Shinee World 2012 (promoted as THE FIRST JAPAN ARENA TOUR "SHINee WORLD 2012") was the first Japan nationwide concert tour by South Korean boy group Shinee to support their first Japanese studio album, The First. The tour kicked off in Fukuoka on April 25, 2012, and ended in Hiroshima on July 1, 2012, with a total of 20 concerts in seven cities. It attracted 200,000 concert-goers, setting a new attendance record for the first Japan tour of a Korean artist.

==History==
On December 24, 2011, Shinee held a live showcase at the Tokyo International Forum to commemorate the release of their debut Japanese album, The First. At the event, they announced that they would embark on their first Japan nationwide concert tour, titled The First Japan Arena Tour "Shinee World 2012". The tour started on April 25, 2012, with a total of seven stops in Fukuoka, Sapporo, Nagoya, Osaka, Kobe, Tokyo and Hiroshima.

Due to the demand for tickets, it was announced on February 13, 2012, that six additional dates had been added to the line-up. This included one concert in Nagoya, three concerts in Osaka, and two concerts in Tokyo, for a total of 20 concerts. However, as even these dates sold out, additional seats with a restricted view of the stage were added. These also sold out as soon as the tickets went on sale.

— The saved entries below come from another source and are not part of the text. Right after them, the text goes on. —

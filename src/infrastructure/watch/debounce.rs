//! Per-path coalescing debounce buffer.
//!
//! Events for the same canonical path merge under fixed rules:
//! CREATE then DELETE drops both, CREATE then MODIFY stays CREATE,
//! MODIFY then DELETE becomes DELETE, DELETE then CREATE becomes MODIFY,
//! and repeated MODIFYs collapse. The buffer flushes when the oldest
//! buffered event exceeds the max age, when the coalesced size reaches the
//! minimum batch size, or immediately at the hard capacity.

use std::collections::HashMap;
use std::path::PathBuf;
use std::time::{Duration, Instant};

use crate::domain::types::{FileChangeEvent, FileChangeType};

/// Hard buffer capacity; reaching it forces an immediate flush.
pub const MAX_BUFFER_SIZE: usize = 10_000;

/// Buffer settings.
#[derive(Debug, Clone)]
pub struct DebounceConfig {
    /// Flush when the first buffered event is older than this
    pub max_age: Duration,
    /// Flush when the coalesced buffer reaches this size
    pub min_batch_size: usize,
}

impl Default for DebounceConfig {
    fn default() -> Self {
        Self {
            max_age: Duration::from_millis(500),
            min_batch_size: 64,
        }
    }
}

/// Outcome of offering an event to the buffer.
#[derive(Debug, PartialEq)]
pub enum AddOutcome {
    /// Event buffered (or coalesced away); no flush due yet
    Buffered,
    /// Buffer hit a flush condition; drain with [`DebounceBuffer::flush`]
    FlushDue,
}

struct Entry {
    event: FileChangeEvent,
    first_seen: Instant,
}

/// The coalescing buffer. Callers drive time explicitly: `add` reports
/// size-based flush conditions, `is_flush_due` reports the age-based one.
pub struct DebounceBuffer {
    config: DebounceConfig,
    entries: HashMap<PathBuf, Entry>,
    oldest: Option<Instant>,
}

impl DebounceBuffer {
    /// Empty buffer with the given settings.
    pub fn new(config: DebounceConfig) -> Self {
        Self {
            config,
            entries: HashMap::new(),
            oldest: None,
        }
    }

    /// Coalesce two change types for one path. `None` means the pair
    /// annihilates (CREATE then DELETE).
    pub fn coalesce(existing: FileChangeType, incoming: FileChangeType) -> Option<FileChangeType> {
        use FileChangeType::*;
        match (existing, incoming) {
            (Create, Delete) => None,
            (Create, Modify) => Some(Create),
            (Modify, Delete) => Some(Delete),
            (Delete, Create) => Some(Modify),
            (Modify, Modify) => Some(Modify),
            (_, incoming) => Some(incoming),
        }
    }

    /// Offer one event.
    pub fn add(&mut self, event: FileChangeEvent) -> AddOutcome {
        let now = Instant::now();
        let path = event.canonical_path.clone();

        match self.entries.remove(&path) {
            Some(existing) => match Self::coalesce(existing.event.change, event.change) {
                Some(change) => {
                    let mut merged = event;
                    merged.change = change;
                    self.entries.insert(
                        path,
                        Entry {
                            event: merged,
                            first_seen: existing.first_seen,
                        },
                    );
                }
                None => {
                    // CREATE then DELETE: both vanish
                    if self.entries.is_empty() {
                        self.oldest = None;
                    }
                }
            },
            None => {
                self.entries.insert(
                    path,
                    Entry {
                        event,
                        first_seen: now,
                    },
                );
                if self.oldest.is_none() {
                    self.oldest = Some(now);
                }
            }
        }

        if self.entries.len() >= MAX_BUFFER_SIZE || self.entries.len() >= self.config.min_batch_size
        {
            AddOutcome::FlushDue
        } else {
            AddOutcome::Buffered
        }
    }

    /// Whether the max-age timer has fired for the oldest buffered event.
    pub fn is_flush_due(&self, now: Instant) -> bool {
        match self.oldest {
            Some(oldest) => !self.entries.is_empty() && now.duration_since(oldest) >= self.config.max_age,
            None => false,
        }
    }

    /// Whether the buffer sits at its hard capacity.
    pub fn is_at_max_size(&self) -> bool {
        self.entries.len() >= MAX_BUFFER_SIZE
    }

    /// Drain the buffer as one batch in processing order:
    /// DELETE, RENAME, CREATE, MODIFY; within a type parents before
    /// children, then lexicographic.
    pub fn flush(&mut self) -> Vec<FileChangeEvent> {
        let mut batch: Vec<FileChangeEvent> =
            self.entries.drain().map(|(_, entry)| entry.event).collect();
        self.oldest = None;

        batch.sort_by(|a, b| {
            a.change
                .processing_rank()
                .cmp(&b.change.processing_rank())
                .then_with(|| {
                    path_depth(&a.relative_path).cmp(&path_depth(&b.relative_path))
                })
                .then_with(|| a.relative_path.cmp(&b.relative_path))
        });
        batch
    }

    /// Coalesced events currently buffered.
    pub fn len(&self) -> usize {
        self.entries.len()
    }

    /// Whether the buffer is empty.
    pub fn is_empty(&self) -> bool {
        self.entries.is_empty()
    }
}

fn path_depth(path: &std::path::Path) -> usize {
    path.components().count()
}

#[cfg(test)]
mod tests {
    use super::*;
    use chrono::Utc;

    fn event(path: &str, change: FileChangeType) -> FileChangeEvent {
        FileChangeEvent {
            canonical_path: PathBuf::from("/project").join(path),
            relative_path: PathBuf::from(path),
            change,
            size: Some(1),
            is_directory: false,
            is_symlink: false,
            timestamp: Utc::now(),
        }
    }

    fn buffer() -> DebounceBuffer {
        DebounceBuffer::new(DebounceConfig {
            max_age: Duration::from_millis(500),
            min_batch_size: 64,
        })
    }

    #[test]
    fn create_then_delete_drops_both() {
        let mut buf = buffer();
        buf.add(event("p", FileChangeType::Create));
        buf.add(event("p", FileChangeType::Modify));
        buf.add(event("p", FileChangeType::Modify));
        buf.add(event("p", FileChangeType::Delete));
        assert!(buf.flush().is_empty());
    }

    #[test]
    fn create_then_modifies_stays_create() {
        let mut buf = buffer();
        buf.add(event("p", FileChangeType::Create));
        buf.add(event("p", FileChangeType::Modify));
        buf.add(event("p", FileChangeType::Modify));
        let batch = buf.flush();
        assert_eq!(batch.len(), 1);
        assert_eq!(batch[0].change, FileChangeType::Create);
    }

    #[test]
    fn modify_then_delete_is_delete() {
        let mut buf = buffer();
        buf.add(event("p", FileChangeType::Modify));
        buf.add(event("p", FileChangeType::Delete));
        let batch = buf.flush();
        assert_eq!(batch[0].change, FileChangeType::Delete);
    }

    #[test]
    fn delete_then_create_is_modify() {
        let mut buf = buffer();
        buf.add(event("p", FileChangeType::Delete));
        buf.add(event("p", FileChangeType::Create));
        let batch = buf.flush();
        assert_eq!(batch[0].change, FileChangeType::Modify);
    }

    #[test]
    fn modifies_collapse() {
        let mut buf = buffer();
        for _ in 0..5 {
            buf.add(event("p", FileChangeType::Modify));
        }
        assert_eq!(buf.len(), 1);
    }

    #[test]
    fn batch_ordering() {
        let mut buf = buffer();
        buf.add(event("src/deep/nested/file.ts", FileChangeType::Modify));
        buf.add(event("src/b.ts", FileChangeType::Modify));
        buf.add(event("src/a.ts", FileChangeType::Create));
        buf.add(event("gone.ts", FileChangeType::Delete));
        buf.add(event("renamed.ts", FileChangeType::Rename));

        let batch = buf.flush();
        let order: Vec<_> = batch
            .iter()
            .map(|e| (e.change, e.relative_path.to_string_lossy().to_string()))
            .collect();
        assert_eq!(
            order,
            vec![
                (FileChangeType::Delete, "gone.ts".to_string()),
                (FileChangeType::Rename, "renamed.ts".to_string()),
                (FileChangeType::Create, "src/a.ts".to_string()),
                (FileChangeType::Modify, "src/b.ts".to_string()),
                (FileChangeType::Modify, "src/deep/nested/file.ts".to_string()),
            ]
        );
    }

    #[test]
    fn min_batch_size_triggers_flush() {
        let mut buf = DebounceBuffer::new(DebounceConfig {
            max_age: Duration::from_secs(60),
            min_batch_size: 3,
        });
        assert_eq!(buf.add(event("a", FileChangeType::Modify)), AddOutcome::Buffered);
        assert_eq!(buf.add(event("b", FileChangeType::Modify)), AddOutcome::Buffered);
        assert_eq!(buf.add(event("c", FileChangeType::Modify)), AddOutcome::FlushDue);
    }

    #[test]
    fn age_based_flush() {
        let mut buf = DebounceBuffer::new(DebounceConfig {
            max_age: Duration::from_millis(10),
            min_batch_size: 100,
        });
        buf.add(event("a", FileChangeType::Modify));
        assert!(!buf.is_flush_due(Instant::now()));
        std::thread::sleep(Duration::from_millis(15));
        assert!(buf.is_flush_due(Instant::now()));
    }

    #[test]
    fn coalesced_count_matches_rules() {
        // One path: CREATE, MODIFY, MODIFY -> [CREATE] (count 1)
        let mut buf = buffer();
        buf.add(event("p", FileChangeType::Create));
        buf.add(event("p", FileChangeType::Modify));
        buf.add(event("p", FileChangeType::Modify));
        assert_eq!(buf.len(), 1);
    }
}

The tour attracted 200,000 people during its run. This marked the first time a Korean artist's first Japan arena concert tour had achieved these attendance figures, bringing in revenue of over 25 billion won (US$22 million). On July 28, 2012, Fuji TV broadcast the concert with live video and original interviews.

==Setlist==

1. "Lucifer" (Japanese ver.)
2. "Amigo" (Japanese ver.)
3. "Juliette" (Japanese ver.)
4. "The Shinee World" (Japanese ver.)
5. "Always Love"
6. "Hello" (Japanese ver.)
7. "Replay (Kimi wa Boku No Everything)"
8. "Get Up!" (Korn feat. Skrillex cover) – Taemin
9. "Turn Up The Music" (Chris Brown cover) – Minho
10. "Friend" (Anzen Chitai cover) (later it was changed to "Itoshiki Hibiyo" (Hirai Ken cover) and then changed back again to "Friend") – Onew
11. "Firework" (Katy Perry cover) (later it was changed to mash-up song "Hair / Judas" (Lady Gaga) – Key
12. "Driver's High" (L'Arc-en-Ciel cover) – Jonghyun
13. "Seesaw"
14. "Sherlock" (Japanese ver.)
15. "Love Like Oxygen" (Japanese ver.)
16. "Better"
17. "Amazing Grace"
18. "Hyeya (Y Si Fuera Ella)" – Jonghyun
19. "Start"
20. "JoJo"
21. "Stranger" (Japanese ver.)
22. "Ready or Not"
23. "Ring Ding Dong"
24. "To Your Heart"
25. "Lucifer" (Japanese ver.)
26. "Kiss Kiss Kiss"
27. "Bodyguard" (Japanese ver.)
28. "Stand By Me" (Japanese ver.)
29. "Keeping Love Again"

==Tour dates==

List of concerts, showing date, city, country, venue, and attendance
| Date | City | Venue | Attendance |
| April 25, 2012 | Fukuoka | Marine Messe Fukuoka | 200,000 |
| April 29, 2012 | Sapporo | Makomanai Ice Arena |
| May 3, 2012 | Nagoya | Nippon Gaishi Hall |
May 4, 2012
May 5, 2012
| May 8, 2012 | Osaka | Osaka Jo-Hall |
May 9, 2012
May 10, 2012
| May 12, 2012 | Kobe | World Memorial Hall |
May 13, 2012
| May 26, 2012 | Osaka | Osaka Jo-Hall |
May 27, 2012
| May 30, 2012 | Tokyo | Yoyogi National Gymnasium |
May 31, 2012
June 2, 2012
June 3, 2012
June 23, 2012
June 24, 2012
| June 30, 2012 | Hiroshima | Hiroshima Green Arena |
July 1, 2012

==DVD==

Shinee The First Japan Arena Tour "Shinee World 2012" (promoted as SHINee THE FIRST JAPAN ARENA TOUR "SHINee WORLD 2012") is the third DVD and first Blu-ray by South Korean boy group Shinee. Following the announcement that Shinee would be releasing their sixth Japanese single titled "1000-nen, Zutto Soba ni Ite...' on December 12, 2012, it was also announced that they would be releasing a DVD/Blu-ray for their Shinee World 2012 tour on the same day.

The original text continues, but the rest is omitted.